:: Task objective ::
Please return the lines below verbatim, beginning at the one that has "pub(crate) fn apply_unary_op<F>(a: &Tensor, op: OpKind, f: F)" and stopping after the one that has "functions as the", and add no other lines.

Dataset items
_____

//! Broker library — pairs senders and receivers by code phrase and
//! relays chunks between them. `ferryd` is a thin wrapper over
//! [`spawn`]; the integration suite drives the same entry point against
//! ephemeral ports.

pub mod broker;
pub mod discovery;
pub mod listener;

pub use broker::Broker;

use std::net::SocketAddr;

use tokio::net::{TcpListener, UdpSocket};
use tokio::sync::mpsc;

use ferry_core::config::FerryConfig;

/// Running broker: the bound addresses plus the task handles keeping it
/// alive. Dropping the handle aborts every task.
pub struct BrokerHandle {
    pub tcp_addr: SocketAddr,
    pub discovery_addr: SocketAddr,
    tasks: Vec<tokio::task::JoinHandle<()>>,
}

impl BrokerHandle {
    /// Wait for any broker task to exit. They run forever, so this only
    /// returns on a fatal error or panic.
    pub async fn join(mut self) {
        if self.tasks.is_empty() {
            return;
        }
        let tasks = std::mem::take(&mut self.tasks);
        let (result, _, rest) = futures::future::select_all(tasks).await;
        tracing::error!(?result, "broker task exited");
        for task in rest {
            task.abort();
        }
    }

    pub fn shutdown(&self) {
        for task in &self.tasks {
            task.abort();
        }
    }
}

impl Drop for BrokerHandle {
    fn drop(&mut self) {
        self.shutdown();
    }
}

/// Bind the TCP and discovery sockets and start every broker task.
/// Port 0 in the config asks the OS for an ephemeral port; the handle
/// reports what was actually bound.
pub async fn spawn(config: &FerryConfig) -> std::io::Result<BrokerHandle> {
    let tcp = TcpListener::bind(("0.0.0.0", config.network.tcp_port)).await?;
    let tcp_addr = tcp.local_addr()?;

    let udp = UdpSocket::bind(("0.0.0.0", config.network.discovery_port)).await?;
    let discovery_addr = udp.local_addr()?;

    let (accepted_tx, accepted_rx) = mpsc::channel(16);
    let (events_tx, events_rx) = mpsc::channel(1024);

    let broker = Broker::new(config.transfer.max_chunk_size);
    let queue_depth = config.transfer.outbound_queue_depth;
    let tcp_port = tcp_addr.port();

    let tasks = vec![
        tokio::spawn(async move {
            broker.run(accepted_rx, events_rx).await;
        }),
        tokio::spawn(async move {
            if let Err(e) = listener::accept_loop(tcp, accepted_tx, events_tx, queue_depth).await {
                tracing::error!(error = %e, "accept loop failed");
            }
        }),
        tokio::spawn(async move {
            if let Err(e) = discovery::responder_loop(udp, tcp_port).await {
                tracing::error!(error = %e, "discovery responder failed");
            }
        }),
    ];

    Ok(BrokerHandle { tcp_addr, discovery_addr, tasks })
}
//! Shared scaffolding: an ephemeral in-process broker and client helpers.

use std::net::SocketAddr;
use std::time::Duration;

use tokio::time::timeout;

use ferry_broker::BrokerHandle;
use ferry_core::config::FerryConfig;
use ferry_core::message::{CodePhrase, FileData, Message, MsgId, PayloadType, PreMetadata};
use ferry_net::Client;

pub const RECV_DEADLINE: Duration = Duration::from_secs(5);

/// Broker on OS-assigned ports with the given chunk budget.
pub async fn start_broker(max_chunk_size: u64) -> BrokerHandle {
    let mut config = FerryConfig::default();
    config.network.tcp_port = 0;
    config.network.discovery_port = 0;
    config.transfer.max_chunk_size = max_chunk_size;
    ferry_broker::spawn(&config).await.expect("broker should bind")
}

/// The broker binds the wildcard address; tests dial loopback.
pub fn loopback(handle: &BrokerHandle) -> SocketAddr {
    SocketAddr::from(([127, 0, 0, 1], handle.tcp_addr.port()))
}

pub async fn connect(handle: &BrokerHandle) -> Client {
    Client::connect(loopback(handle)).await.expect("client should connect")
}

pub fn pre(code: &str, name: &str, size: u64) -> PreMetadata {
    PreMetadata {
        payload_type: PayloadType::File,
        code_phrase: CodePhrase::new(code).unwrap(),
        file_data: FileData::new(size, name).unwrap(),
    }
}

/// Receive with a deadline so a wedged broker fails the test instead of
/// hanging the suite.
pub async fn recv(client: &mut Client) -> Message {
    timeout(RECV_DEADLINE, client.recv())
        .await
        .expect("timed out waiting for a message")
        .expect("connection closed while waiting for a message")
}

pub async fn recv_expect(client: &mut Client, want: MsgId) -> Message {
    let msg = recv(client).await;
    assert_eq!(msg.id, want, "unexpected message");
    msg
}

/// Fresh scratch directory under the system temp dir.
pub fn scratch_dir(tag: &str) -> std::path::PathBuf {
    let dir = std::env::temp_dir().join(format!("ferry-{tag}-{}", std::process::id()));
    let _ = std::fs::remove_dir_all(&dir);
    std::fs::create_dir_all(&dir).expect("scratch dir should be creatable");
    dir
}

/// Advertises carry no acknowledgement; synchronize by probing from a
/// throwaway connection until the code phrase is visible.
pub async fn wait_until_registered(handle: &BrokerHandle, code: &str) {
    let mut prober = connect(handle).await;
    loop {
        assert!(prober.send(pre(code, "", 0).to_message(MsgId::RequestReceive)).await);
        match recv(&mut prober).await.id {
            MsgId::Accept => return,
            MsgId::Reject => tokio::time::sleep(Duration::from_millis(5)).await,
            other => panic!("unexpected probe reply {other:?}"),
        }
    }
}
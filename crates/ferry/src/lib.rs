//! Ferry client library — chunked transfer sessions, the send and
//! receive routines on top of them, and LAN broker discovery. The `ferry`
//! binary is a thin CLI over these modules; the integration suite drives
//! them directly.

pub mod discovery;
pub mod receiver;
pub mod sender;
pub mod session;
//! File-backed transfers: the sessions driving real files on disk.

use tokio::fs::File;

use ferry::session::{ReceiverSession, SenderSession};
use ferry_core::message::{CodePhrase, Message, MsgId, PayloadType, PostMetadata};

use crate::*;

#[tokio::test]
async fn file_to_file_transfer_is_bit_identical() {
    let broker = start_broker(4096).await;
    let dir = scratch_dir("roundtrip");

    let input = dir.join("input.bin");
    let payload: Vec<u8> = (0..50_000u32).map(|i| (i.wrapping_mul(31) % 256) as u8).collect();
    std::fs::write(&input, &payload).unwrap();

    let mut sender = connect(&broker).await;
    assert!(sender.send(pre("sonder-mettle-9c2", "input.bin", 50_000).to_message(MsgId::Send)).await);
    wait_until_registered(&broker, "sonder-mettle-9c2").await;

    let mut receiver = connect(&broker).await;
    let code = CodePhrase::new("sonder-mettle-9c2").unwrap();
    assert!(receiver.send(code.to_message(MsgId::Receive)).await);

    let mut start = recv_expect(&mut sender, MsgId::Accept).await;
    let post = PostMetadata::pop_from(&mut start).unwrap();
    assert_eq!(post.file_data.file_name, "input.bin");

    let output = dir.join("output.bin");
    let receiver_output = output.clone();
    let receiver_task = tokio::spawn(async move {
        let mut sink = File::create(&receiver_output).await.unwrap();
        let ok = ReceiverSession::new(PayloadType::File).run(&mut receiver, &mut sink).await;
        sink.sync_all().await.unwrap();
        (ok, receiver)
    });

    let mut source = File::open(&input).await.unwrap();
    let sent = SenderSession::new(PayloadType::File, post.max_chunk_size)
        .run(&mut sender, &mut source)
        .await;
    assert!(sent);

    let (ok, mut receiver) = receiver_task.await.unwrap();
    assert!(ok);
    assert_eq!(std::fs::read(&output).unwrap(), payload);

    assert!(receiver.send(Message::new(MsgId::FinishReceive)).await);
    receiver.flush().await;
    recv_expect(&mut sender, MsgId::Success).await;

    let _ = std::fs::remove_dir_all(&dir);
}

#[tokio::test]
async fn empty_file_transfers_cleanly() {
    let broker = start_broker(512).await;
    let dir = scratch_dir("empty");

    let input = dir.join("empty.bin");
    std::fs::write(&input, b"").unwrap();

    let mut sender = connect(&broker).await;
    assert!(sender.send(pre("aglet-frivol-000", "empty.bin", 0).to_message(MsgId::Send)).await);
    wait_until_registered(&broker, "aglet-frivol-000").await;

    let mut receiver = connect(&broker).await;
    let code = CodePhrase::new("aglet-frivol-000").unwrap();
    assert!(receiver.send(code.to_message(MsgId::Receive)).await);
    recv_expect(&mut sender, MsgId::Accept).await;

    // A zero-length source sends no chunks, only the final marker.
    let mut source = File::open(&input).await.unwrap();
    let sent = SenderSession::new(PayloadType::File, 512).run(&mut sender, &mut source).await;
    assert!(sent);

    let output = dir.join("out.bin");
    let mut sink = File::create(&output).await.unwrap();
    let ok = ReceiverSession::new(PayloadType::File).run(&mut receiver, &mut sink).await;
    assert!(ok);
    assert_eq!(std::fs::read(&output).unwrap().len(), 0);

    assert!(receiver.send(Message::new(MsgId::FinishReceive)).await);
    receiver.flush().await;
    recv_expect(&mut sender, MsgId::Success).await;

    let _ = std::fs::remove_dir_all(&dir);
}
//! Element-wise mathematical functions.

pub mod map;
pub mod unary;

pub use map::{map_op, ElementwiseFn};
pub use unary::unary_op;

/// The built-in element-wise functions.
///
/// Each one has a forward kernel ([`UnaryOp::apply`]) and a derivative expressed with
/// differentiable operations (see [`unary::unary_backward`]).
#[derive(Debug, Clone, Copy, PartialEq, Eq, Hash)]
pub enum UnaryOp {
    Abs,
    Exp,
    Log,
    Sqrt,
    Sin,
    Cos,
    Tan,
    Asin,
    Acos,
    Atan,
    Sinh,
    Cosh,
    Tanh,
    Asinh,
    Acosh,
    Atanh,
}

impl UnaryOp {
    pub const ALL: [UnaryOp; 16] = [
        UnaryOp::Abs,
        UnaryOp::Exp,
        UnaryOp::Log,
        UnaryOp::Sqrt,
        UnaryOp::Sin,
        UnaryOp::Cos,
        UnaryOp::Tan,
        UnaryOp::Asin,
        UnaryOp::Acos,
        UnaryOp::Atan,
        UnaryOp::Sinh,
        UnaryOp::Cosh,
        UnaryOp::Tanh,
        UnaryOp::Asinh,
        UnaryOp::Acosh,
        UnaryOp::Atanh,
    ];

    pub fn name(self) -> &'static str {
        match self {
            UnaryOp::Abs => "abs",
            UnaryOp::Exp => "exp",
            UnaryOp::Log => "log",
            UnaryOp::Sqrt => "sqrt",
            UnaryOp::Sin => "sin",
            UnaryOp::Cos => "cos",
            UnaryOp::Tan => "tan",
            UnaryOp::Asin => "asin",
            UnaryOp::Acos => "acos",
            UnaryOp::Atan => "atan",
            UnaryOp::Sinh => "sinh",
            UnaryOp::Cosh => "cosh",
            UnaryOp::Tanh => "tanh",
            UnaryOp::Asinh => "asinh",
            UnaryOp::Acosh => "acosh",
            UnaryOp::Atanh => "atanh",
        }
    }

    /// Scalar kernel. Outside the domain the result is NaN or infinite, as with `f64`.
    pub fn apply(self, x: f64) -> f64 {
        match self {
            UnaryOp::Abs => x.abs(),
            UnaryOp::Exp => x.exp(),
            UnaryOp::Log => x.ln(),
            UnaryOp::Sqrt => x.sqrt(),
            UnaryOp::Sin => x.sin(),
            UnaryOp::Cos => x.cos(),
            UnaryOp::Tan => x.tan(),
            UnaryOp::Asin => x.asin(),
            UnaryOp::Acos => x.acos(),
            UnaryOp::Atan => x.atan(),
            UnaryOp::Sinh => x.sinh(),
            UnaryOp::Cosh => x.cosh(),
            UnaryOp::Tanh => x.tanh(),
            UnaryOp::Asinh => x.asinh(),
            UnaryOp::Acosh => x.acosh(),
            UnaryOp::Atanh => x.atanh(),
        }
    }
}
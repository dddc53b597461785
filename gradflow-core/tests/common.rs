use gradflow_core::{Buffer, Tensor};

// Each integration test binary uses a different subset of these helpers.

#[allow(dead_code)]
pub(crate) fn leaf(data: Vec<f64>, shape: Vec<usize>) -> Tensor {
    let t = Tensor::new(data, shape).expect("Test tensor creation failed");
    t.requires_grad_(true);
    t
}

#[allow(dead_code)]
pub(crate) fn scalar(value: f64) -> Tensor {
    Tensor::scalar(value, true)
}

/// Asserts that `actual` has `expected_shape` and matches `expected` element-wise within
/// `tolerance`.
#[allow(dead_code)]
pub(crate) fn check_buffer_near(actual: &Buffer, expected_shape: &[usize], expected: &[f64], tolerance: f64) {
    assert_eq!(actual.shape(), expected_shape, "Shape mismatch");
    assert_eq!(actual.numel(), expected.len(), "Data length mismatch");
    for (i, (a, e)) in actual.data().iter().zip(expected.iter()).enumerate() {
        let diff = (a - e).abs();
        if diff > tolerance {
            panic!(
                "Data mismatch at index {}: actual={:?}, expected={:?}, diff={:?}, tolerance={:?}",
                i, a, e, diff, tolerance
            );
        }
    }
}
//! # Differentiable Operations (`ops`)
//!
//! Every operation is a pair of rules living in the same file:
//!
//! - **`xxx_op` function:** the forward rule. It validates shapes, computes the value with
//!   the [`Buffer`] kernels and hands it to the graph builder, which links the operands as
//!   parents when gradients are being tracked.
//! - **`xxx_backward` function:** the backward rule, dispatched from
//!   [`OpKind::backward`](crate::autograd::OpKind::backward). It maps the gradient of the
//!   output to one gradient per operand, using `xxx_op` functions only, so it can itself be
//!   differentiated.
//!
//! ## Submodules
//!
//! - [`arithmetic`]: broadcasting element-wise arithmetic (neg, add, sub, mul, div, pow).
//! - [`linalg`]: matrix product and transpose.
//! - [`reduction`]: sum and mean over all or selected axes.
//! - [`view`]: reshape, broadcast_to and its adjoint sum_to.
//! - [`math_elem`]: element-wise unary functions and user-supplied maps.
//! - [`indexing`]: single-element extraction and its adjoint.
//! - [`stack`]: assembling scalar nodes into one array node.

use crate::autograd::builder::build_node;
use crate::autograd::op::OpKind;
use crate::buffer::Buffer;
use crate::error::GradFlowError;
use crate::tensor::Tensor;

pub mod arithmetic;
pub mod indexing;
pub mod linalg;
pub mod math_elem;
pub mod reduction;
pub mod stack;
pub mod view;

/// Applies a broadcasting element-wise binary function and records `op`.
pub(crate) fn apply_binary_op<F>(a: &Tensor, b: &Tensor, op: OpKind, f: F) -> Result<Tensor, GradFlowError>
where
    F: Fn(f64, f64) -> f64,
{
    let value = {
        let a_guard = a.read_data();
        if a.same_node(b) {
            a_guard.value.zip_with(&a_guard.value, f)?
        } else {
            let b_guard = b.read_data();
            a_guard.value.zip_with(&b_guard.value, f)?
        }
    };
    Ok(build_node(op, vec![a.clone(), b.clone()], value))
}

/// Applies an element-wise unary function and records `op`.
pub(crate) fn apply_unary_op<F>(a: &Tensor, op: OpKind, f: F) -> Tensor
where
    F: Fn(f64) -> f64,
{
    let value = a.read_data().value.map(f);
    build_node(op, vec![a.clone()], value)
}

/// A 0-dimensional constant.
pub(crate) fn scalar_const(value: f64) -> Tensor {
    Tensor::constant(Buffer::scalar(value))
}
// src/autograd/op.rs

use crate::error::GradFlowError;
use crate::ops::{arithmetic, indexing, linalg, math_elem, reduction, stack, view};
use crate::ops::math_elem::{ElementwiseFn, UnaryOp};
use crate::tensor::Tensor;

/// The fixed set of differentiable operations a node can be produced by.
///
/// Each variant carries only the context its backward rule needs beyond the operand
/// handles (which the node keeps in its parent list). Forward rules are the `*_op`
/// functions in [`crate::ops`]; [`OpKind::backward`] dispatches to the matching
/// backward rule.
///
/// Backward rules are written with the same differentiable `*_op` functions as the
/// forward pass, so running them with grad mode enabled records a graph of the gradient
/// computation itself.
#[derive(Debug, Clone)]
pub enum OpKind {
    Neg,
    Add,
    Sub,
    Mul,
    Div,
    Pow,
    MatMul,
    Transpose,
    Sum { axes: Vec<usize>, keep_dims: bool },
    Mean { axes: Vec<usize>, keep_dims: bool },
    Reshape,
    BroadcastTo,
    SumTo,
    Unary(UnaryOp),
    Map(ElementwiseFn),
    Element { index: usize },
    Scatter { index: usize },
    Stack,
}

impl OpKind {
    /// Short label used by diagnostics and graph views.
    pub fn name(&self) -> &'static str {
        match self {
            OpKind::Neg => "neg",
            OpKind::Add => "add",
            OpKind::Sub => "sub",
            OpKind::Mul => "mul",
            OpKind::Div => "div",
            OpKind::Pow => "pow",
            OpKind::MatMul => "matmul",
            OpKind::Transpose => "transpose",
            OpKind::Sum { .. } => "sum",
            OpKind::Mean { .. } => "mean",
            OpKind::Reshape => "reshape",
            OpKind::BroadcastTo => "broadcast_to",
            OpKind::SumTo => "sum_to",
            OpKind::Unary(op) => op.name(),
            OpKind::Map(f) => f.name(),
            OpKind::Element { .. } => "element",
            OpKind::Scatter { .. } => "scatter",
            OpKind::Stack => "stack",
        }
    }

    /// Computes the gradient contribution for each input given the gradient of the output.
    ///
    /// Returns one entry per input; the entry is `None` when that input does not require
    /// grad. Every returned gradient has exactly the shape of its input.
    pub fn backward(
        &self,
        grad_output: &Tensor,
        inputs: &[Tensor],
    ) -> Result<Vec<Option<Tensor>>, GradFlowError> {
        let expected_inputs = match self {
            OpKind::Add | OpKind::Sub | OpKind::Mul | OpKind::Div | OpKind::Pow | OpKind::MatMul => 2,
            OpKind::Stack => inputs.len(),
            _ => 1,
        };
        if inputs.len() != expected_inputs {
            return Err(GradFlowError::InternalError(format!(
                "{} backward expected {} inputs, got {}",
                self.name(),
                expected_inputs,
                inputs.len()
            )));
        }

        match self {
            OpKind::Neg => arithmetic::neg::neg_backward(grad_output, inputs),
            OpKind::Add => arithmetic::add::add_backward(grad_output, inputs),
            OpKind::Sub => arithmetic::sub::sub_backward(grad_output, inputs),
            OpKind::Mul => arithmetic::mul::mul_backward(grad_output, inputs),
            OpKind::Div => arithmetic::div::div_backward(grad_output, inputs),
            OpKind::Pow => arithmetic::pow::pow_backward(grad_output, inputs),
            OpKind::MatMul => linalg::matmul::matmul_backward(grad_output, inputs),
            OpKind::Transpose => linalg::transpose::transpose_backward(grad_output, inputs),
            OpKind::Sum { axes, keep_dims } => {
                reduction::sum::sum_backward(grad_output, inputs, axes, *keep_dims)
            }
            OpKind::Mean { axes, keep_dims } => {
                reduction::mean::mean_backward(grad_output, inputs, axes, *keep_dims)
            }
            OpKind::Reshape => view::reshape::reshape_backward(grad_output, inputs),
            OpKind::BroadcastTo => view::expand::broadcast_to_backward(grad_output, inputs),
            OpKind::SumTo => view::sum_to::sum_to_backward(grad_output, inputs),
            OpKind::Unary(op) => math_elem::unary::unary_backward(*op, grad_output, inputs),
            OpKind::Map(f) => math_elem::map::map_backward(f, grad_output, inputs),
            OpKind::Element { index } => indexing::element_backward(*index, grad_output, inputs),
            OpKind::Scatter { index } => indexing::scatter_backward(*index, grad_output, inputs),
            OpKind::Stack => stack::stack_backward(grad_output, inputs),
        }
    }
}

_____

:: Finished exercise ::
pub(crate) fn apply_unary_op<F>(a: &Tensor, op: OpKind, f: F) -> Tensor
where
    F: Fn(f64) -> f64,
{
    let value = a.read_data().value.map(f);
    build_node(op, vec![a.clone()], value)
}

/// A 0-dimensional constant.
pub(crate) fn scalar_const(value: f64) -> Tensor {
    Tensor::constant(Buffer::scalar(value))
}
// src/autograd/op.rs

use crate::error::GradFlowError;
use crate::ops::{arithmetic, indexing, linalg, math_elem, reduction, stack, view};
use crate::ops::math_elem::{ElementwiseFn, UnaryOp};
use crate::tensor::Tensor;

/// The fixed set of differentiable operations a node can be produced by.
///
/// Each variant carries only the context its backward rule needs beyond the operand
/// handles (which the node keeps in its parent list). Forward rules are the `*_op`
/// functions in [`crate::ops`]; [`OpKind::backward`] dispatches to the matching
/// backward rule.
///
/// Backward rules are written with the same differentiable `*_op` functions as the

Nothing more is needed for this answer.